Pub sandwiches have a distinctly Gaelic character. Paddy Mac's Corned Beef and Slaw and Swiss Cheese ($7.95) served on grilled marble rye bread sounds hauntingly similar to a Reuben. Entrees include a choice of soup or salad. The salad is primarily iceberg lettuce with tomato, carrot and cucumber. Clam chowder is bland and undistinguished. Claddagh's Corned Beef and Cabbage ($13.95) is a large plate of boiled cabbage with carrots and red potatoes topped with many thin slices of corned beef. The beef was tough, a result of being undercooked. Irish Beef and Guinness Stew ($13.95) is a better choice. The carrots and potatoes simmered in Guinness are both tender and flavorful. Although the plate of brown stuff with chunks of orange carrots has absolutely no eye appeal, it is a healthy portion of true comfort food, and I would order it again. Pints of Irish ale on draft are $4.50. A shot of ordinary Irish whiskey is $5.50, but one can order from an impressive list of extra-age whiskeys that climb to $27 a shot.

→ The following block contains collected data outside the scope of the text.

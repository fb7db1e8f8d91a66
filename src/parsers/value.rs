/*!
Decoder for single values in the textual dump format printed by the net-snmp tools
(`INTEGER: up(1)`, `Hex-STRING: 00 11 22 33 44 55`, `STRING: "Gi0/1"`, ...).

Agents and tool versions differ in wording, so classification is a fixed, ordered list of
independent rules. The first rule that recognizes the line wins; a line nothing recognizes
decodes to `SnmpValue::Absent` and is logged.
*/

use tracing::{trace, warn};

use crate::data_aquisition::core::SnmpValue;
use crate::network::mac::{MacAddress, try_parse_address};

/// A classification rule. `None` means "not mine", pass the line to the next rule.
pub type DecodeRule = fn(&str) -> Option<SnmpValue>;

pub const RULES: [(&str, DecodeRule); 4] = [
    ("absent", decode_absent),
    ("integer", decode_integer),
    ("hex-string", decode_hex_string),
    ("text", decode_text),
];

const ABSENCE_MARKERS: [&str; 3] = ["no such object", "no such instance", "no more variables left"];
const INTEGER_MARKERS: [&str; 5] = ["INTEGER:", "Gauge32:", "Counter32:", "Counter64:", "Unsigned32:"];
const HEX_MARKER: &str = "Hex-STRING:";
const TEXT_MARKERS: [&str; 2] = ["STRING:", "IpAddress:"];

/// Decode one value (optionally still prefixed with `oid = `).
pub fn decode_value(line: &str) -> SnmpValue {
    for (name, rule) in RULES {
        if let Some(value) = rule(line) {
            trace!(rule = name, line, "decoded SNMP value");
            return value;
        }
    }
    warn!(line, "Unrecognized SNMP value, treating as absent");
    SnmpValue::Absent
}

/// Text after the first occurrence of `marker`.
fn payload_after<'a>(line: &'a str, marker: &str) -> Option<&'a str> {
    line.find(marker).map(|pos| &line[pos + marker.len()..])
}

pub fn decode_absent(line: &str) -> Option<SnmpValue> {
    let lower = line.to_lowercase();
    ABSENCE_MARKERS
        .iter()
        .any(|marker| lower.contains(marker))
        .then_some(SnmpValue::Absent)
}

/// `INTEGER: 6` or `INTEGER: ethernetCsmacd(6)`. The bare number is preferred.
pub fn decode_integer(line: &str) -> Option<SnmpValue> {
    let payload = INTEGER_MARKERS
        .iter()
        .find_map(|marker| payload_after(line, marker))?
        .trim();

    if let Some(bare) = payload.split_whitespace().next()
        && let Ok(value) = bare.parse::<i64>()
    {
        return Some(SnmpValue::Integer(value));
    }

    let open = payload.find('(')?;
    let close = payload[open..].find(')')? + open;
    payload[open + 1..close]
        .trim()
        .parse::<i64>()
        .ok()
        .map(SnmpValue::Integer)
}

/// `Hex-STRING: 00 11 22 33 44 55`. Only byte sequences that form an address are claimed here;
/// anything else falls through to the text rule.
pub fn decode_hex_string(line: &str) -> Option<SnmpValue> {
    let payload = payload_after(line, HEX_MARKER)?;
    let parts: Vec<&str> = payload.split_whitespace().collect();
    MacAddress::from_hex_parts(&parts).ok().map(SnmpValue::Address)
}

/// `STRING: ...` or `IpAddress: ...`. Some agents print hardware addresses as plain strings,
/// so the payload is tried as an address first.
pub fn decode_text(line: &str) -> Option<SnmpValue> {
    let payload = TEXT_MARKERS
        .iter()
        .find_map(|marker| payload_after(line, marker))?;
    let text = strip_quotes(payload.trim());
    Some(match try_parse_address(text) {
        Some(mac) => SnmpValue::Address(mac),
        None => SnmpValue::Text(text.to_string()),
    })
}

fn strip_quotes(s: &str) -> &str {
    s.strip_prefix('"')
        .and_then(|inner| inner.strip_suffix('"'))
        .unwrap_or(s)
}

The party begins at 10 a.m. Friday inside the pub. At noon, the band Hooley will begin a three-hour concert. At various times during the day, there will be Irish dancers performing or bagpipers playing. Claddagh will serve a limited menu all day. Seating in the dining rooms will be on a first-come basis. At 4 p.m. the party will move to a tent in front of the pub. Bands will perform there until 1:30 a.m. No food will be served there, and all who enter must be at least 21. After 5 p.m., there will be a $5 cover charge.
407 Cinema Drive, SouthSide Works, 412-381-4800. Open daily from 11 a.m. Kitchen closes at 10 p.m. weeknights and 11 p.m. weekends. Garage parking.

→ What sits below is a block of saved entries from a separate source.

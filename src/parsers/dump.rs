use crate::data_aquisition::core::{SnmpValue, VarBind, normalize_oid};
use crate::parsers::value::decode_value;

/// Splits `snmpget`/`snmpwalk -On` output into `(oid, raw value)` pairs.
///
/// Values that span several lines (long strings, wrapped Hex-STRINGs) continue on lines without
/// ` = `; those are appended to the previous entry.
pub fn parse_dump(output: &str) -> Vec<(String, String)> {
    let mut entries: Vec<(String, String)> = Vec::new();
    for line in output.lines() {
        if line.trim().is_empty() {
            continue;
        }
        match line.split_once(" = ") {
            Some((oid, value)) => entries.push((normalize_oid(oid), value.trim().to_string())),
            None => {
                if let Some((_, value)) = entries.last_mut() {
                    value.push('\n');
                    value.push_str(line.trim());
                }
            }
        }
    }
    entries
}

/// Parse and decode a dump, dropping entries that decode to `Absent`.
pub fn decode_dump(output: &str) -> Vec<VarBind> {
    parse_dump(output)
        .into_iter()
        .map(|(oid, raw)| VarBind::new(oid, decode_value(&raw)))
        .filter(|vb| !vb.value.is_absent())
        .collect()
}

/// The first value of a `snmpget` dump, or `Absent` if there is none.
pub fn decode_single(output: &str) -> SnmpValue {
    parse_dump(output)
        .into_iter()
        .next()
        .map(|(_, raw)| decode_value(&raw))
        .unwrap_or(SnmpValue::Absent)
}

Molly Brannigan's is a Pennsylvania native. The creation of John Melody, an Irishman transplanted to Erie, the first Molly Brannigan's opened in Erie in 2002. He has since opened traditional pubs in Harrisburg, Pittsburgh (Mt. Lebanon) and Las Vegas. All of his pubs are built of remnants of old pubs Melody acquired through salvage dealers and at auctions in Ireland. From the furniture to the wall art to the fixtures, nearly everything in Molly Brannigan's is Irish.

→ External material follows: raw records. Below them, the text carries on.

#[cfg(test)]
mod tests {
    use super::*;

    #[test]
    fn test_value_conversion() {
        assert_eq!(SnmpValue::from(&Value::Integer(6)), SnmpValue::Integer(6));
        assert_eq!(SnmpValue::from(&Value::Counter32(7)), SnmpValue::Integer(7));
        assert_eq!(
            SnmpValue::from(&Value::IpAddress([10, 0, 0, 5])),
            SnmpValue::Text("10.0.0.5".to_string())
        );
        assert_eq!(SnmpValue::from(&Value::NoSuchInstance), SnmpValue::Absent);
        assert_eq!(SnmpValue::from(&Value::Null), SnmpValue::Absent);
    }

    #[test]
    fn test_octet_strings() {
        let raw = [0x00u8, 0x1b, 0x21, 0x3c, 0x4d, 0x5e];
        assert_eq!(
            SnmpValue::from(&Value::OctetString(&raw)),
            SnmpValue::Address(MacAddress::new(raw))
        );
        assert_eq!(
            SnmpValue::from(&Value::OctetString(b"GigabitEthernet0/1")),
            SnmpValue::Text("GigabitEthernet0/1".to_string())
        );
        assert_eq!(
            SnmpValue::from(&Value::OctetString(b"00:1b:21:3c:4d:5e")),
            SnmpValue::Address(MacAddress::new(raw))
        );
        assert_eq!(
            SnmpValue::from(&Value::OctetString(b"")),
            SnmpValue::Text(String::new())
        );
    }

    #[test]
    fn test_join_oid() {
        assert_eq!(join_oid(&[1, 3, 6, 1]), "1.3.6.1");
    }

    #[test]
    fn test_error_status() {
        assert!(!no_such_name("sw1:161", 0, 0).unwrap());
        assert!(no_such_name("sw1:161", NO_SUCH_NAME, 1).unwrap());
        assert!(matches!(
            no_such_name("sw1:161", 5, 1),
            Err(TransportError::Snmp { message, .. }) if message == "error-status 5 at index 1"
        ));
        assert!(no_such_name("sw1:161", 16, 0).is_err());
    }

    /// A v2c agent on loopback that answers every request through `respond`, echoing its community.
    mod agent {
        use tokio::net::UdpSocket;

        pub const INTEGER_1: [u8; 3] = [0x02, 0x01, 0x01];
        pub const INTEGER_2: [u8; 3] = [0x02, 0x01, 0x02];
        pub const INTEGER_3: [u8; 3] = [0x02, 0x01, 0x03];
        pub const END_OF_MIB_VIEW: [u8; 2] = [0x82, 0x00];

        /// Error-status and varbinds (OID, encoded value) of a response.
        pub type Reply = (u8, Vec<(Vec<u64>, Vec<u8>)>);

        fn tlv(tag: u8, body: &[u8]) -> Vec<u8> {
            let mut out = vec![tag];
            match body.len() {
                len @ 0..0x80 => out.push(len as u8),
                len @ 0x80..0x100 => out.extend([0x81, len as u8]),
                len => out.extend([0x82, (len >> 8) as u8, len as u8]),
            }
            out.extend_from_slice(body);
            out
        }

        fn encode_oid(components: &[u64]) -> Vec<u8> {
            let mut out = vec![(components[0] * 40 + components[1]) as u8];
            for &component in &components[2..] {
                let mut groups = vec![(component & 0x7f) as u8];
                let mut rest = component >> 7;
                while rest > 0 {
                    groups.push((rest & 0x7f) as u8 | 0x80);
                    rest >>= 7;
                }
                out.extend(groups.iter().rev());
            }
            out
        }

        fn decode_oid(bytes: &[u8]) -> Vec<u64> {
            let mut components = vec![u64::from(bytes[0] / 40), u64::from(bytes[0] % 40)];
            let mut current = 0u64;
            for &b in &bytes[1..] {
                current = (current << 7) | u64::from(b & 0x7f);
                if b & 0x80 == 0 {
                    components.push(current);
                    current = 0;
                }
            }
            components
        }

        struct Reader<'a> {
            buf: &'a [u8],
            pos: usize,
        }

        impl<'a> Reader<'a> {
            fn new(buf: &'a [u8]) -> Self {
                Self { buf, pos: 0 }
            }

            fn next_body(&mut self) -> &'a [u8] {
                let first = self.buf[self.pos + 1] as usize;
                let (len, header) = if first < 0x80 {
                    (first, 2)
                } else {
                    let n = first & 0x7f;
                    let len = self.buf[self.pos + 2..self.pos + 2 + n]
                        .iter()
                        .fold(0, |acc, b| (acc << 8) | *b as usize);
                    (len, 2 + n)
                };
                let start = self.pos + header;
                self.pos = start + len;
                &self.buf[start..start + len]
            }
        }

        struct Request {
            community: Vec<u8>,
            request_id: Vec<u8>,
            oid: Vec<u64>,
        }

        /// Community, request-id and first varbind OID of a request.
        fn parse_request(buf: &[u8]) -> Request {
            let message = Reader::new(buf).next_body();
            let mut message = Reader::new(message);
            message.next_body(); // version
            let community = message.next_body().to_vec();
            let mut pdu = Reader::new(message.next_body());
            let request_id = pdu.next_body().to_vec();
            pdu.next_body();
            pdu.next_body();
            let varbinds = pdu.next_body();
            let varbind = Reader::new(varbinds).next_body();
            let oid = Reader::new(varbind).next_body();
            Request {
                community,
                request_id,
                oid: decode_oid(oid),
            }
        }

        fn encode_response(request: &Request, (status, varbinds): Reply) -> Vec<u8> {
            let list: Vec<u8> = varbinds
                .iter()
                .flat_map(|(oid, value)| tlv(0x30, &[tlv(0x06, &encode_oid(oid)), value.clone()].concat()))
                .collect();
            let index = u8::from(status != 0);
            let pdu = [
                tlv(0x02, &request.request_id),
                tlv(0x02, &[status]),
                tlv(0x02, &[index]),
                tlv(0x30, &list),
            ]
            .concat();
            let message = [tlv(0x02, &[1]), tlv(0x04, &request.community), tlv(0xA2, &pdu)].concat();
            tlv(0x30, &message)
        }

        /// Bind the agent and return its port.
        pub async fn spawn<F>(respond: F) -> u16
        where
            F: Fn(&[u64]) -> Reply + Send + 'static,
        {
            let socket = UdpSocket::bind("127.0.0.1:0").await.unwrap();
            let port = socket.local_addr().unwrap().port();
            tokio::spawn(async move {
                let mut buf = vec![0u8; 4096];
                while let Ok((n, peer)) = socket.recv_from(&mut buf).await {
                    let request = parse_request(&buf[..n]);
                    let response = encode_response(&request, respond(&request.oid));
                    let _ = socket.send_to(&response, peer).await;
                }
            });
            port
        }
    }

    const FDB_ADDRESS: [u64; 11] = [1, 3, 6, 1, 2, 1, 17, 4, 3, 1, 1];

    fn row(column: &[u64], index: u64) -> Vec<u64> {
        let mut oid = column.to_vec();
        oid.push(index);
        oid
    }

    fn loopback(port: u16) -> Connection {
        Connection::new(
            "127.0.0.1",
            port,
            SnmpVersion::V2c,
            Credentials::Community("public".into()),
        )
        .unwrap()
    }

    fn transport() -> Snmp2Transport {
        Snmp2Transport::new(Duration::from_secs(1), 3)
    }

    #[tokio::test]
    async fn test_gen_err_fails_requests() {
        let port = agent::spawn(|oid| (5, vec![(oid.to_vec(), vec![0x05, 0x00])])).await;
        let conn = loopback(port);
        let transport = transport();

        assert!(matches!(
            transport.fetch(&conn, "1.3.6.1.2.1.2.2.1.3.1").await,
            Err(TransportError::Snmp { .. })
        ));
        assert!(matches!(
            transport.walk(&conn, "1.3.6.1.2.1.17.4.3.1.1").await,
            Err(TransportError::Snmp { .. })
        ));
    }

    #[tokio::test]
    async fn test_no_such_name_is_absent() {
        let port = agent::spawn(|oid| (2, vec![(oid.to_vec(), vec![0x05, 0x00])])).await;
        let conn = loopback(port);
        let transport = transport();

        assert_eq!(
            transport.fetch(&conn, "1.3.6.1.2.1.2.2.1.3.1").await.unwrap(),
            SnmpValue::Absent
        );
        assert!(transport.walk(&conn, "1.3.6.1.2.1.17.4.3.1.1").await.unwrap().is_empty());
    }

    #[tokio::test]
    async fn test_fetch_value() {
        let port = agent::spawn(|oid| (0, vec![(oid.to_vec(), agent::INTEGER_2.to_vec())])).await;
        let value = transport()
            .fetch(&loopback(port), ".1.3.6.1.2.1.2.2.1.8.1")
            .await
            .unwrap();
        assert_eq!(value, SnmpValue::Integer(2));
    }

    #[tokio::test]
    async fn test_walk_stops_outside_subtree() {
        let port = agent::spawn(|oid| {
            let varbinds = if oid == FDB_ADDRESS {
                vec![
                    (row(&FDB_ADDRESS, 1), agent::INTEGER_1.to_vec()),
                    (row(&FDB_ADDRESS, 2), agent::INTEGER_2.to_vec()),
                ]
            } else {
                // Next column
                vec![
                    (row(&FDB_ADDRESS, 3), agent::INTEGER_3.to_vec()),
                    (vec![1, 3, 6, 1, 2, 1, 17, 4, 3, 1, 2, 1], agent::INTEGER_1.to_vec()),
                ]
            };
            (0, varbinds)
        })
        .await;

        let entries = transport().walk(&loopback(port), "1.3.6.1.2.1.17.4.3.1.1").await.unwrap();
        let oids: Vec<&str> = entries.iter().map(|vb| vb.oid.as_str()).collect();
        assert_eq!(
            oids,
            vec!["1.3.6.1.2.1.17.4.3.1.1.1", "1.3.6.1.2.1.17.4.3.1.1.2", "1.3.6.1.2.1.17.4.3.1.1.3"]
        );
        assert_eq!(entries[2].value, SnmpValue::Integer(3));
    }

    #[tokio::test]
    async fn test_walk_stops_at_end_of_mib_view() {
        let port = agent::spawn(|_| {
            (
                0,
                vec![
                    (row(&FDB_ADDRESS, 1), agent::INTEGER_1.to_vec()),
                    (row(&FDB_ADDRESS, 2), agent::END_OF_MIB_VIEW.to_vec()),
                ],
            )
        })
        .await;

        let entries = transport().walk(&loopback(port), "1.3.6.1.2.1.17.4.3.1.1").await.unwrap();
        assert_eq!(entries, vec![VarBind::new("1.3.6.1.2.1.17.4.3.1.1.1", SnmpValue::Integer(1))]);
    }

    #[tokio::test]
    async fn test_walk_stops_when_agent_repeats() {
        // Always answers with the same row, whatever was asked
        let port = agent::spawn(|_| (0, vec![(row(&FDB_ADDRESS, 1), agent::INTEGER_1.to_vec())])).await;

        let entries = transport().walk(&loopback(port), "1.3.6.1.2.1.17.4.3.1.1").await.unwrap();
        assert_eq!(entries.len(), 1);
    }

    #[tokio::test]
    async fn test_release_closes_session() {
        let port = agent::spawn(|oid| (0, vec![(oid.to_vec(), agent::INTEGER_1.to_vec())])).await;
        let transport = transport();
        let base = loopback(port);
        let scoped = base.for_vlan(Some(10));

        transport.fetch(&base, "1.3.6.1.2.1.1.3.0").await.unwrap();
        transport.fetch(&scoped, "1.3.6.1.2.1.1.3.0").await.unwrap();
        assert_eq!(transport.sessions.lock().await.len(), 2);

        transport.release(&scoped).await;
        let sessions = transport.sessions.lock().await;
        assert_eq!(sessions.len(), 1);
        assert!(sessions.contains_key(&base));
    }
}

It is hard to find anything Irish on the appetizer menu. Jumbo Wings (7.95), however, are served with Bushmills barbecue sauce. There are soups, salads and sandwiches, but the most interesting items are boxty entrees. A boxty is a potato pancake wrapped around various meat centers. Corned Beef Boxty ($12.95) has corned beef and cabbage inside the pancake. Steak Boxty ($13.95) has thin slices of sirloin sauteed with onions, peppers and mushrooms in the pancake. The boxty is a typical pub meal in Ireland. The Fish-N-Chips ($9.95) here was my favorite entree. The half-pound portion of battered and fried haddock was crispy without being greasy. The fat sticks of potato were equally crisp and fresh, and the coleslaw was tart and not swimming in dressing. Irish ales are $5 a pint; whiskey $5 for bar brands.
Molly Brannigan's will kick off its party at 7 a.m. Friday with an All-You-Can-Eat Irish Breakfast Buffet ($10.95 and served until 11 a.m.). The fun will continue until the 2 a.m. closing time with a DJ on site to keep the good times rolling to great tunes. It will serve a limited menu.
660 Washington Road, Mt. Lebanon, 412-341-7827. Open daily from 11 a.m. Kitchen closes at 10 p.m. on weeknights, 11 p.m. weekends. Street parking with meters.